Excessive ROS generation [as seen in endometriosis or polycystic ovary syndrome (PCOS)] may cause increased expenditure of Se. Indeed, a higher pregnancy rate was recorded in women with PCOS under Se supplementation in Iran [26]. Both Se supplementation per os and sodium selenite addition to the culture medium have been associated with favorable reproductive outcomes after ART in humans and mammals, respectively [4]. A case-control study of 98 infertile women and 43 controls positively associated concentrations of mercury and infertility, after adjusting for Se levels and age [27]. Overall, methylmercury and Se exposures seem to have an antagonistic (harmful and protective, respectively) impact on female fertility. According to a Cochrane Review on the effect of antioxidants (N-acetyl-cysteine, melatonin, l-arginine, myo-inositol, d-chiro-inositol, carnitine, Se, vitamin E, vitamin B complex, vitamin C, vitamin D and calcium, CoQ10, pentoxifylline, and omega-3-polyunsaturated fatty acids) in female subfertility, there is low-quality evidence that antioxidants are beneficial for infertile women [28]. The review included 50 RCTs involving 6510 women; insufficient evidence was gathered regarding possible adverse events [28]. Among all antioxidants, combinations and CoQ10 were associated with an increased clinical pregnancy rate, whereas this was not the case for melatonin, l-arginine, myo-inositol, or vitamin B complex.

In conclusion, evaluation of Se concentrations in women should always be followed by consideration of the phases of the menstrual cycle. Se concentrations in the follicular fluid have been suggested as a marker of infertility/unexplained infertility; however, the evidence is limited, based on small studies with probably a large degree of bias. In any case, Se supplementation (per os/addition to the culture medium) has been shown to be beneficial as concerns reproductive outcomes after ART.

Unexplained infertility

With regard to unexplained infertility, the evidence to date on its association with Se remains limited. In one study, lower Se concentrations were reported in the follicular fluid of women with unexplained infertility (0.44, 95% CI 0.41–0.51 μmol/l), compared with women who were infertile due to other causes (tubal factor 0.51, 95% 0.46–0.54 μmol/l and male factor 0.51, 95% CI 0.46–0.53 μmol/l, p = 0.002 and p = 0.01, respectively) [24]. In another study, increased concentrations of Se-binding protein-1 (SBP1) were reported in women with idiopathic infertility and premature ovarian failure (POI) [29].

Conclusion

Mitigation of oxidative stress, which is involved in both male and female infertility, would seem to constitute the primary pathway by which Se could positively affect fertility. However, the antioxidant capacity of Se does not appear to be the only way in which it influences male and female fertility. Though the mechanisms have not as yet been fully elucidated, it is likely that Se also has a positive effect on growth, maturation, and replication of oocytes.

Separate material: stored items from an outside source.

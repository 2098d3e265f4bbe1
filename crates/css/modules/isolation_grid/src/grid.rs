//! Call-site entry point binding a defaults provider to optional overrides.

use crate::defaults::{DefaultsProvider, global, resolve, resolve_config};
use crate::distribution::{RowDistribution, distribute_equal_width};
use crate::error::GridError;
use crate::formula::{FormattedLength, position, width};
use crate::settings::{GridConfig, GridOverrides, SettingValue};
use crate::span::span;
use css_syntax::{Declaration, StyleRule, Stylesheet};

/// A grid as seen from one call site.
///
/// Every computation reads the provider once, merges the overrides over it
/// and runs the pure formulas on the result.
#[derive(Debug, Clone, Copy)]
pub struct Grid<'provider> {
    provider: &'provider dyn DefaultsProvider,
    overrides: GridOverrides,
}

impl Grid<'static> {
    /// A grid reading the process-wide defaults.
    pub fn from_global() -> Self {
        Self::new(global())
    }
}

impl<'provider> Grid<'provider> {
    pub fn new(provider: &'provider dyn DefaultsProvider) -> Self {
        Self {
            provider,
            overrides: GridOverrides::default(),
        }
    }

    #[must_use]
    pub fn with_overrides(mut self, overrides: GridOverrides) -> Self {
        self.overrides = overrides;
        self
    }

    /// Effective configuration for this call site.
    pub fn config(&self) -> GridConfig {
        resolve_config(&self.overrides, self.provider)
    }

    /// Effective value of one setting by name.
    ///
    /// # Errors
    /// Returns `GridError::UnknownSetting` when `key` names no setting.
    pub fn setting(&self, key: &str) -> Result<SettingValue, GridError> {
        resolve(key, &self.overrides, self.provider)
    }

    pub fn width(&self, span_columns: f64) -> FormattedLength {
        width(span_columns, &self.config())
    }

    pub fn position(&self, offset_columns: f64) -> FormattedLength {
        position(offset_columns, &self.config())
    }

    pub fn span(&self, width_columns: f64, offset_columns: f64) -> Vec<Declaration> {
        span(width_columns, offset_columns, &self.config())
    }

    /// A complete rule placing `selector` at the given span.
    pub fn span_rule(&self, selector: &str, width_columns: f64, offset_columns: f64) -> StyleRule {
        StyleRule::with_declarations(selector, self.span(width_columns, offset_columns))
    }

    /// # Errors
    /// Returns `GridError::InvalidCellsPerRow` when `cells_per_row` is zero.
    pub fn distribute(&self, cells_per_row: u32) -> Result<RowDistribution, GridError> {
        distribute_equal_width(cells_per_row, &self.config())
    }

    /// Equal-width distribution of the children of `selector`, as a stylesheet.
    ///
    /// # Errors
    /// Returns `GridError::InvalidCellsPerRow` when `cells_per_row` is zero.
    pub fn distribute_stylesheet(
        &self,
        selector: &str,
        cells_per_row: u32,
    ) -> Result<Stylesheet, GridError> {
        Ok(self.distribute(cells_per_row)?.to_rules(selector).into_iter().collect())
    }
}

Given that it is not thus far clear which tissue sample (blood, serum, seminal plasma, sperm, or follicular fluid) renders the most accurate picture of Se concentration in terms of its role in reproduction, there is still insufficient evidence to recommend routine assessment of Se status in men and women seeking fertility. Furthermore, there is limited evidence on the association between serum Se and in reproductive tissues Se concentrations.

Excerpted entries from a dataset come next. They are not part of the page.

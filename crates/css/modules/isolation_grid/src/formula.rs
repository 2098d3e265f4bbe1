//! Width and position formulas of the isolation grid.
//!
//! A cell spanning `n` of `c` columns occupies the fraction `f = n / c` of
//! the row, where every column carries its share of one gutter:
//!
//! ```text
//! width    = (100% + gutter) * f - gutter
//! position = (100% + gutter) * f
//! ```
//!
//! With a percentage gutter both are plain percentages. With any other unit
//! the arithmetic mixes units and only the consumer can resolve it, so two
//! values are produced: a percentage computed with the gutter fallback, then
//! a `calc()` expression with the real gutter that overrides it where
//! supported.

use crate::settings::GridConfig;
use css_syntax::Declaration;
use css_values_units::{CalcNode, Length, LengthUnit};
use cssparser::ToCss;

/// One computed length, possibly with a percentage fallback.
#[derive(Clone, Debug, PartialEq)]
pub enum FormattedLength {
    /// Resolved at compute time.
    Single(Length),
    /// Emitted as two declarations: `fallback` first, `expression` second.
    WithFallback {
        fallback: Length,
        expression: CalcNode,
    },
}

impl FormattedLength {
    /// The literal percentage (the only value, or the fallback).
    pub const fn literal(&self) -> Length {
        match self {
            Self::Single(length) | Self::WithFallback { fallback: length, .. } => *length,
        }
    }

    pub const fn expression(&self) -> Option<&CalcNode> {
        match self {
            Self::Single(_) => None,
            Self::WithFallback { expression, .. } => Some(expression),
        }
    }

    /// Serialized values in emission order.
    pub fn values(&self) -> Vec<String> {
        match self {
            Self::Single(length) => vec![length.to_css_string()],
            Self::WithFallback {
                fallback,
                expression,
            } => vec![fallback.to_css_string(), expression.to_css_string()],
        }
    }

    /// One declaration of `property` per value, in emission order.
    pub fn declarations(&self, property: &str) -> Vec<Declaration> {
        self.values()
            .into_iter()
            .map(|value| Declaration::new(property, value))
            .collect()
    }
}

/// `(100% + gutter) * fraction [- gutter]` as an expression tree.
fn isolation_expression(fraction: f64, gutter: Length, trailing_gutter: bool) -> CalcNode {
    let track = CalcNode::product(
        CalcNode::sum(Length::percent(100.0).into(), gutter.into()),
        CalcNode::Number(fraction),
    );
    if trailing_gutter {
        CalcNode::difference(track, gutter.into())
    } else {
        track
    }
}

/// The same formula over a percentage gutter, evaluated now.
fn isolation_percentage(fraction: f64, gutter_percent: f64, trailing_gutter: bool) -> Length {
    let track = (100.0 + gutter_percent) * fraction;
    Length::percent(if trailing_gutter {
        track - gutter_percent
    } else {
        track
    })
}

fn isolate(columns: f64, config: &GridConfig, trailing_gutter: bool) -> FormattedLength {
    let fraction = columns / config.column_count();
    match config.gutter.unit {
        LengthUnit::Percent => FormattedLength::Single(isolation_percentage(
            fraction,
            config.gutter.value,
            trailing_gutter,
        )),
        _ => FormattedLength::WithFallback {
            fallback: isolation_percentage(
                fraction,
                config.gutter_fallback.value(),
                trailing_gutter,
            ),
            expression: isolation_expression(fraction, config.gutter, trailing_gutter),
        },
    }
}

/// Width of a cell spanning `span_columns` columns.
///
/// Spans are not validated: fractional, negative, or wider-than-the-grid
/// spans produce well-defined values.
pub fn width(span_columns: f64, config: &GridConfig) -> FormattedLength {
    let result = isolate(span_columns, config, true);
    tracing::debug!(
        "width: span={}, columns={}, gutter={} -> {:?}",
        span_columns,
        config.columns,
        config.gutter.to_css_string(),
        result.values()
    );
    result
}

/// Left offset of a cell starting `offset_columns` columns into the row.
pub fn position(offset_columns: f64, config: &GridConfig) -> FormattedLength {
    let result = isolate(offset_columns, config, false);
    tracing::debug!(
        "position: offset={}, columns={}, gutter={} -> {:?}",
        offset_columns,
        config.columns,
        config.gutter.to_css_string(),
        result.values()
    );
    result
}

Of particular interest would be investigations into whether levels of SELENOP, which functions as a transport and storage protein, may constitute a reliable bioindicator in infertility. Nevertheless, the existing evidence, despite being of limited quantity and somewhat low quality, suggests that Se supplementation (< 200 μg/d) is possibly beneficial in men through its improvement of sperm motility.